● TASK
Beginning with the line that contains "use crate::channel::Channel;", transcribe every line down to the end of the entries, exactly, and no other lines.

INPUT RECORDS START

//! 事件分发
//!
//! 通道核心只通过 [`EventDispatcher`] 向业务层报告连接建立、断开与应用消息。
//! [`EventRouter`] 是基于事件名的默认实现。

use std::sync::Arc;

use async_trait::async_trait;

use crate::channel::Channel;
use crate::error::CloseReason;
use crate::protocol::Message;

pub mod router;

pub use router::{DisconnectHandler, EventHandler, EventRouter, LifecycleHandler};

/// 事件分发器
///
/// `on_message` 为每条应用消息单独派生任务执行，彼此之间以及与协议控制消息的处理并发进行；
/// 其返回值与失败都不会被入站泵观察到，分发器需要自行上报错误。
#[async_trait]
pub trait EventDispatcher: Send + Sync + 'static {
    /// 握手完成
    async fn on_connect(&self, channel: Arc<Channel>);

    /// 通道关闭（每个通道恰好一次）
    async fn on_disconnect(&self, channel: Arc<Channel>, reason: CloseReason);

    /// 应用消息
    async fn on_message(&self, channel: Arc<Channel>, message: Message);
}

INPUT RECORDS END

● RESPONSE BOX
use crate::channel::Channel;
use crate::error::CloseReason;
use crate::protocol::Message;

pub mod router;

pub use router::{DisconnectHandler, EventHandler, EventRouter, LifecycleHandler};

/// 事件分发器
///
/// `on_message` 为每条应用消息单独派生任务执行，彼此之间以及与协议控制消息的处理并发进行；
/// 其返回值与失败都不会被入站泵观察到，分发器需要自行上报错误。
#[async_trait]
pub trait EventDispatcher: Send + Sync + 'static {
    /// 握手完成
    async fn on_connect(&self, channel: Arc<Channel>);

    /// 通道关闭（每个通道恰好一次）
    async fn on_disconnect(&self, channel: Arc<Channel>, reason: CloseReason);

    /// 应用消息
    async fn on_message(&self, channel: Arc<Channel>, message: Message);
}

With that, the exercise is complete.